Task directions:
Your output should be the lines of the entries below, exactly, from the first one through the line that holds "runner described by".

[Saved entries]
++++++++

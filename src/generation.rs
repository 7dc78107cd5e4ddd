//! Text-generation collaborator.
//!
//! The listener only depends on [`Generator`]. The stock implementation,
//! [`GenerationContext`], drives an out-of-process model runner described by
//! a `generator.json` manifest inside the model directory: the prompt goes
//! to the runner's stdin and its stdout is the reply.
//!
//! ```json
//! {
//!   "command": "llama-cli",
//!   "args": ["-m", "{model_dir}/model.gguf", "-n", "{max_length}", "-f", "/dev/stdin"],
//!   "env": { "OMP_NUM_THREADS": "4" }
//! }
//! ```

use std::collections::BTreeMap;
use std::io;
use std::path::{Path, PathBuf};
use std::process::Stdio;

use async_trait::async_trait;
use serde_derive::Deserialize;
use thiserror::Error;
use tokio::io::AsyncWriteExt;
use tokio::process::Command;
use tracing::{debug, info};

pub const MANIFEST_FILE: &str = "generator.json";

#[derive(Debug, Error)]
pub enum LoadError {
    #[error("Model path {0} does not exist")]
    NotFound(PathBuf),

    #[error("Invalid manifest {path}: {source}")]
    Manifest {
        path: PathBuf,
        #[source]
        source: serde_json::Error,
    },

    #[error("Invalid generator: {0}")]
    Invalid(String),

    #[error("IO error reading {path}: {source}")]
    Io {
        path: PathBuf,
        #[source]
        source: io::Error,
    },
}

#[derive(Debug, Error)]
pub enum GenerationError {
    #[error("Failed to start generator {command}: {source}")]
    Spawn {
        command: String,
        #[source]
        source: io::Error,
    },

    #[error("Generator IO error: {0}")]
    Io(#[from] io::Error),

    #[error("Generator exited with {status}: {stderr}")]
    Failed { status: String, stderr: String },
}

/// Opaque prompt-to-reply function. May block for as long as the model needs.
#[async_trait]
pub trait Generator: Send + Sync {
    async fn generate(&self, prompt: &str) -> Result<String, GenerationError>;
}

#[derive(Debug, Clone, Deserialize)]
struct Manifest {
    command: String,
    #[serde(default)]
    args: Vec<String>,
    #[serde(default)]
    env: BTreeMap<String, String>,
}

/// A loaded model runner. Immutable once loaded.
#[derive(Debug, Clone)]
pub struct GenerationContext {
    model_dir: PathBuf,
    max_length: usize,
    command: String,
    args: Vec<String>,
    env: BTreeMap<String, String>,
}

impl GenerationContext {
    pub fn load<P: AsRef<Path>>(model_path: P, max_length: usize) -> Result<Self, LoadError> {
        let model_dir = model_path.as_ref().to_path_buf();
        if !model_dir.exists() {
            return Err(LoadError::NotFound(model_dir));
        }

        let manifest_path = model_dir.join(MANIFEST_FILE);
        let raw = std::fs::read_to_string(&manifest_path).map_err(|source| LoadError::Io {
            path: manifest_path.clone(),
            source,
        })?;
        let manifest: Manifest =
            serde_json::from_str(&raw).map_err(|source| LoadError::Manifest {
                path: manifest_path.clone(),
                source,
            })?;

        if manifest.command.trim().is_empty() {
            return Err(LoadError::Invalid("command must not be empty".to_string()));
        }

        let model_dir_text = model_dir.display().to_string();
        let expand = |value: &str| {
            value
                .replace("{model_dir}", &model_dir_text)
                .replace("{max_length}", &max_length.to_string())
        };
        let args = manifest.args.iter().map(|arg| expand(arg)).collect();
        let env = manifest
            .env
            .iter()
            .map(|(key, value)| (key.clone(), expand(value)))
            .collect();

        info!(
            model_dir = %model_dir.display(),
            command = %manifest.command,
            max_length,
            "generator loaded"
        );

        Ok(Self {
            model_dir,
            max_length,
            command: manifest.command,
            args,
            env,
        })
    }

    pub fn model_dir(&self) -> &Path {
        &self.model_dir
    }

    pub fn max_length(&self) -> usize {
        self.max_length
    }

    pub fn command(&self) -> &str {
        &self.command
    }

    pub fn args(&self) -> &[String] {
        &self.args
    }
}

#[async_trait]
impl Generator for GenerationContext {
    async fn generate(&self, prompt: &str) -> Result<String, GenerationError> {
        let mut cmd = Command::new(&self.command);
        cmd.args(&self.args)
            .envs(&self.env)
            .current_dir(&self.model_dir)
            .stdin(Stdio::piped())
            .stdout(Stdio::piped())
            .stderr(Stdio::piped())
            .kill_on_drop(true);

        let mut child = cmd.spawn().map_err(|source| GenerationError::Spawn {
            command: self.command.clone(),
            source,
        })?;

        // Feed stdin while stdout is drained so a chatty runner cannot stall
        // on a full pipe. Dropping stdin delivers EOF.
        let stdin = child.stdin.take();
        let feed = async move {
            let Some(mut stdin) = stdin else {
                return Ok(());
            };
            match stdin.write_all(prompt.as_bytes()).await {
                // The runner is allowed to exit without reading its input.
                Err(err) if err.kind() == io::ErrorKind::BrokenPipe => Ok(()),
                other => other,
            }
        };
        let (fed, output) = tokio::join!(feed, child.wait_with_output());
        fed?;
        let output = output?;
        debug!(
            status = %output.status,
            stdout_bytes = output.stdout.len(),
            "generator finished"
        );

        if !output.status.success() {
            return Err(GenerationError::Failed {
                status: output.status.to_string(),
                stderr: String::from_utf8_lossy(&output.stderr).trim().to_string(),
            });
        }

        Ok(String::from_utf8_lossy(&output.stdout).into_owned())
    }
}
use bytes::{Bytes, BytesMut};
use futures_util::Stream;
use tracing::{debug, warn};

use crate::errors::VsockError;
use crate::transport::{Accepted, Endpoint, StreamAdapter};

/// An open byte stream owned by exactly one side of the exchange.
///
/// The request and the reply are each delimited only by end-of-stream: the
/// client half-closes after writing its request, the server closes after
/// writing its reply. No length prefix is ever written.
pub struct Connection {
    stream: Option<Box<dyn StreamAdapter>>,
    peer: Endpoint,
    write_shut: bool,
}

impl Connection {
    pub fn new(stream: Box<dyn StreamAdapter>, peer: Endpoint) -> Self {
        Self {
            stream: Some(stream),
            peer,
            write_shut: false,
        }
    }

    pub fn peer(&self) -> Endpoint {
        self.peer
    }

    pub fn is_closed(&self) -> bool {
        self.stream.is_none()
    }

    fn stream_mut(&mut self) -> Result<&mut Box<dyn StreamAdapter>, VsockError> {
        self.stream.as_mut().ok_or(VsockError::Closed)
    }

    /// Writes every byte of `data` without touching the write direction.
    pub async fn write_all(&mut self, data: Bytes) -> Result<(), VsockError> {
        if self.write_shut {
            return Err(VsockError::WriteError("write side already shut down".to_string()));
        }
        let len = data.len();
        self.stream_mut()?.send_bytes(data).await?;
        debug!(peer = %self.peer, bytes = len, "wrote payload");
        Ok(())
    }

    /// Half-closes the write direction; the read direction stays open.
    pub async fn shutdown_write(&mut self) -> Result<(), VsockError> {
        if self.write_shut {
            return Ok(());
        }
        self.stream_mut()?.shutdown_write().await?;
        self.write_shut = true;
        Ok(())
    }

    /// Client side: writes the whole request and then half-closes so the
    /// peer's drain observes end-of-stream.
    pub async fn send_request(&mut self, payload: impl Into<Bytes>) -> Result<(), VsockError> {
        self.write_all(payload.into()).await?;
        self.shutdown_write().await
    }

    /// Client side: yields reply chunks as they arrive until the peer closes.
    ///
    /// The sequence is finite and cannot be restarted; transport errors end
    /// it with an `Err` item.
    pub fn receive_reply(&mut self) -> impl Stream<Item = Result<Bytes, VsockError>> + Send + '_ {
        let peer = self.peer;
        async_stream::try_stream! {
            let stream = self.stream.as_mut().ok_or(VsockError::Closed)?;
            while let Some(chunk) = stream.receive_bytes().await? {
                debug!(%peer, bytes = chunk.len(), "reply chunk");
                yield chunk;
            }
            debug!(%peer, "reply complete");
        }
    }

    /// Server side: reads until end-of-stream and returns everything received.
    ///
    /// A read failure counts as end-of-stream: a client that disconnects
    /// early yields whatever arrived before, possibly nothing.
    pub async fn drain_request(&mut self) -> Bytes {
        let peer = self.peer;
        let Some(stream) = self.stream.as_mut() else {
            return Bytes::new();
        };
        let mut request = BytesMut::new();
        loop {
            match stream.receive_bytes().await {
                Ok(Some(chunk)) => request.extend_from_slice(&chunk),
                Ok(None) => break,
                Err(err) => {
                    warn!(%peer, error = %err, received = request.len(), "read failed, treating as end of request");
                    break;
                }
            }
        }
        request.freeze()
    }

    /// Releases the connection. Safe to call any number of times.
    pub async fn close(&mut self) {
        if let Some(mut stream) = self.stream.take() {
            if let Err(err) = stream.close().await {
                debug!(peer = %self.peer, error = %err, "close reported an error");
            }
        }
    }
}

impl From<Accepted> for Connection {
    fn from(accepted: Accepted) -> Self {
        Self::new(accepted.stream, accepted.peer)
    }
}
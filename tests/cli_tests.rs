// Exit-code behaviour of the `vsock-sample` binary.

use std::process::{Command, Output};

fn run(args: &[&str]) -> Output {
    Command::new(env!("CARGO_BIN_EXE_vsock-sample"))
        .args(args)
        .env("RUST_LOG", "info")
        .output()
        .expect("binary runs")
}

#[test]
fn no_mode_prints_usage_and_fails() {
    let output = run(&[]);
    assert_eq!(output.status.code(), Some(1));
    let stderr = String::from_utf8_lossy(&output.stderr);
    assert!(stderr.contains("Usage"), "stderr: {stderr}");
    assert!(output.stdout.is_empty());
}

#[test]
fn version_flag_reports_package_version() {
    let output = run(&["--version"]);
    assert!(output.status.success());
    let stdout = String::from_utf8_lossy(&output.stdout);
    assert_eq!(stdout.trim(), format!("vsock-sample {}", env!("CARGO_PKG_VERSION")));
}

#[test]
fn server_with_missing_model_exits_before_listening() {
    let dir = tempfile::tempdir().unwrap();
    let missing = dir.path().join("no-such-model");

    let output = run(&["server", "5005", "--model-path", missing.to_str().unwrap()]);

    assert_eq!(output.status.code(), Some(1));
    let stderr = String::from_utf8_lossy(&output.stderr);
    assert!(stderr.contains("does not exist"), "stderr: {stderr}");
    assert!(!stderr.contains("listening"), "stderr: {stderr}");
}

#[test]
fn server_with_unreadable_manifest_exits_before_listening() {
    let dir = tempfile::tempdir().unwrap();
    std::fs::write(dir.path().join("generator.json"), "not json").unwrap();

    let output = run(&["server", "5005", "--model-path", dir.path().to_str().unwrap()]);

    assert_eq!(output.status.code(), Some(1));
    let stderr = String::from_utf8_lossy(&output.stderr);
    assert!(!stderr.contains("listening"), "stderr: {stderr}");
}

#[test]
fn client_rejects_out_of_range_port() {
    let output = run(&["client", "3", "0"]);
    assert!(!output.status.success());

    let output = run(&["client", "3", "70000"]);
    assert!(!output.status.success());
}

#[test]
fn client_rejects_non_numeric_cid() {
    let output = run(&["client", "host", "5005"]);
    assert!(!output.status.success());
    assert!(output.stdout.is_empty());
}
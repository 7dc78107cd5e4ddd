//! `vsock-sample` command-line entry point.
//!
//! `client` sends one prompt and streams the reply to stdout; `server` loads
//! the generator and answers connections until interrupted. Diagnostics go
//! to stderr through `tracing` so stdout carries only reply text.

use std::path::PathBuf;
use std::process::ExitCode;
use std::sync::Arc;
use std::time::Duration;

use clap::{CommandFactory, Parser, Subcommand};
use futures_util::StreamExt;
use tokio::io::AsyncWriteExt;
use tracing::{error, info};
use tracing_subscriber::layer::SubscriberExt;
use tracing_subscriber::util::SubscriberInitExt;
use tracing_subscriber::EnvFilter;

use vsock_sample::config::{
    DEFAULT_BACKLOG, DEFAULT_CONNECT_TIMEOUT, DEFAULT_MAX_LENGTH, DEFAULT_MODEL_PATH,
};
use vsock_sample::{
    ClientConfig, Connector, Endpoint, GenerationContext, Generator, Listener, LoadError,
    ReplyDecoder, ServerConfig, VsockError,
};

const DEFAULT_PROMPT: &str = "Hello, world!";

#[derive(Parser)]
#[command(name = "vsock-sample", version, about = "Prompt/reply exchange over vsock")]
struct Cli {
    #[command(subcommand)]
    mode: Option<Mode>,
}

#[derive(Subcommand)]
enum Mode {
    /// Connect to a given cid and port.
    Client {
        /// The remote endpoint CID.
        cid: u32,
        /// The remote endpoint port.
        #[arg(value_parser = clap::value_parser!(u32).range(1..=65535))]
        port: u32,
        /// Prompt to send to the model.
        #[arg(long, default_value = DEFAULT_PROMPT)]
        prompt: String,
        /// Seconds to wait for the connection to be established.
        #[arg(long, default_value_t = DEFAULT_CONNECT_TIMEOUT.as_secs_f64())]
        connect_timeout: f64,
    },
    /// Listen on a given port.
    Server {
        /// The local port to listen on.
        #[arg(value_parser = clap::value_parser!(u32).range(1..=65535))]
        port: u32,
        /// Directory holding the model and its generator.json.
        #[arg(long, default_value = DEFAULT_MODEL_PATH)]
        model_path: PathBuf,
        /// Upper bound on generated length, passed to the generator.
        #[arg(long, default_value_t = DEFAULT_MAX_LENGTH)]
        max_length: usize,
        /// Pending-connection queue length.
        #[arg(long, default_value_t = DEFAULT_BACKLOG)]
        backlog: i32,
    },
}

#[tokio::main]
async fn main() -> ExitCode {
    let cli = Cli::parse();
    let Some(mode) = cli.mode else {
        eprintln!("{}", Cli::command().render_usage());
        return ExitCode::FAILURE;
    };

    init_tracing();

    match mode {
        Mode::Client {
            cid,
            port,
            prompt,
            connect_timeout,
        } => {
            let config = match Duration::try_from_secs_f64(connect_timeout) {
                Ok(timeout) => ClientConfig::new().with_connect_timeout(timeout),
                Err(err) => {
                    error!(error = %err, "invalid --connect-timeout");
                    return ExitCode::FAILURE;
                }
            };
            match run_client(config, Endpoint::new(cid, port), prompt).await {
                Ok(()) => ExitCode::SUCCESS,
                Err(err) => {
                    error!(error = %err, "client failed");
                    ExitCode::FAILURE
                }
            }
        }
        Mode::Server {
            port,
            model_path,
            max_length,
            backlog,
        } => {
            let config = ServerConfig::new(port)
                .with_model_path(model_path)
                .with_max_length(max_length)
                .with_backlog(backlog);
            run_server(config).await
        }
    }
}

fn init_tracing() {
    let filter = EnvFilter::try_from_default_env().unwrap_or_else(|_| EnvFilter::new("info"));

    tracing_subscriber::registry()
        .with(filter)
        .with(tracing_subscriber::fmt::layer().with_writer(std::io::stderr))
        .init();
}

async fn run_client(config: ClientConfig, endpoint: Endpoint, prompt: String) -> Result<(), VsockError> {
    let connector = Connector::new(config);
    let mut conn = connector.connect(endpoint).await?;

    let result = exchange(&mut conn, prompt).await;
    conn.close().await;
    result
}

async fn exchange(conn: &mut vsock_sample::Connection, prompt: String) -> Result<(), VsockError> {
    conn.send_request(prompt).await?;

    let mut stdout = tokio::io::stdout();
    let mut decoder = ReplyDecoder::new();
    let mut reply = Box::pin(conn.receive_reply());
    while let Some(chunk) = reply.next().await {
        let text = decoder.decode(&chunk?);
        stdout.write_all(text.as_bytes()).await?;
        stdout.flush().await?;
    }
    let tail = decoder.finish();
    stdout.write_all(tail.as_bytes()).await?;
    stdout.write_all(b"\n").await?;
    stdout.flush().await?;
    Ok(())
}

async fn run_server(config: ServerConfig) -> ExitCode {
    info!(model_path = %config.model_path().display(), "loading model");
    let generator = match GenerationContext::load(config.model_path(), config.max_length()) {
        Ok(ctx) => ctx,
        Err(err @ LoadError::NotFound(_)) => {
            error!(error = %err, "model path does not exist");
            return ExitCode::FAILURE;
        }
        Err(err) => {
            error!(error = %err, "failed to load model");
            return ExitCode::FAILURE;
        }
    };
    info!("model loaded");
    let generator: Arc<dyn Generator> = Arc::new(generator);

    let mut listener = match Listener::bind(&config, Some(generator)) {
        Ok(listener) => listener,
        Err(err) => {
            error!(error = %err, "failed to bind");
            return ExitCode::FAILURE;
        }
    };
    info!(port = config.port(), "server listening on port {}", config.port());

    tokio::select! {
        result = listener.serve() => match result {
            Ok(()) => ExitCode::SUCCESS,
            Err(err) => {
                error!(error = %err, "listener stopped");
                ExitCode::FAILURE
            }
        },
        signal = tokio::signal::ctrl_c() => {
            if let Err(err) = signal {
                error!(error = %err, "failed to listen for shutdown signal");
                return ExitCode::FAILURE;
            }
            info!("shutting down");
            ExitCode::SUCCESS
        }
    }
}
//! # logsink - Lightweight Network Log Receiver
//!
//! logsink accepts TCP connections from remote devices emitting syslog-style
//! text, persists every received chunk to a per-client, per-day log file, and
//! reclaims disk space by deleting log files older than a retention window.
//!
//! ## Features
//!
//! - **Task-per-connection**: async I/O with Tokio, one task per client
//! - **Per-client daily files**: `<prefix>_<YYYYMMDD>_<ip>.txt` in one directory
//! - **Legacy encoding**: strict GBK decode with a pluggable decoder seam
//! - **Retention sweep**: background deletion of files past a configurable age
//!
//! ## Quick Start
//!
//! ```no_run
//! use logsink::config::ServerConfig;
//! use logsink::server::LogServer;
//!
//! #[tokio::main]
//! async fn main() -> Result<(), Box<dyn std::error::Error>> {
//!     let config = ServerConfig::from_file("config/server.toml")?;
//!     let server = LogServer::new(config).await?;
//!     server.start().await?;
//!     Ok(())
//! }
//! ```

#![deny(missing_docs)]
#![warn(clippy::all)]

pub mod config;
pub mod server;

/// Common error types used throughout logsink
pub mod error {
    use std::fmt;

    /// logsink error types
    #[derive(Debug)]
    pub enum LogSinkError {
        /// I/O operation failed
        Io(std::io::Error),
        /// Configuration error
        Config(String),
        /// Server error
        Server(String),
    }

    impl fmt::Display for LogSinkError {
        fn fmt(&self, f: &mut fmt::Formatter<'_>) -> fmt::Result {
            match self {
                LogSinkError::Io(e) => write!(f, "I/O error: {}", e),
                LogSinkError::Config(e) => write!(f, "Configuration error: {}", e),
                LogSinkError::Server(e) => write!(f, "Server error: {}", e),
            }
        }
    }

    impl std::error::Error for LogSinkError {}

    impl From<std::io::Error> for LogSinkError {
        fn from(err: std::io::Error) -> Self {
            LogSinkError::Io(err)
        }
    }

    /// Result type alias for logsink operations
    pub type Result<T> = std::result::Result<T, LogSinkError>;
}

pub use error::{LogSinkError, Result};

/// Re-export commonly used types
pub mod prelude {
    pub use crate::config::ServerConfig;
    pub use crate::server::decode::{GbkDecoder, PayloadDecoder};
    pub use crate::server::{LogServer, LogStorage, RetentionSweeper};
    pub use crate::{LogSinkError, Result};
}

++++++++

Output:
filename src/generation.rs
repository 7dc78107cd5e4ddd
//! Text-generation collaborator.
//!
//! The listener only depends on [`Generator`]. The stock implementation,
//! [`GenerationContext`], drives an out-of-process model runner described by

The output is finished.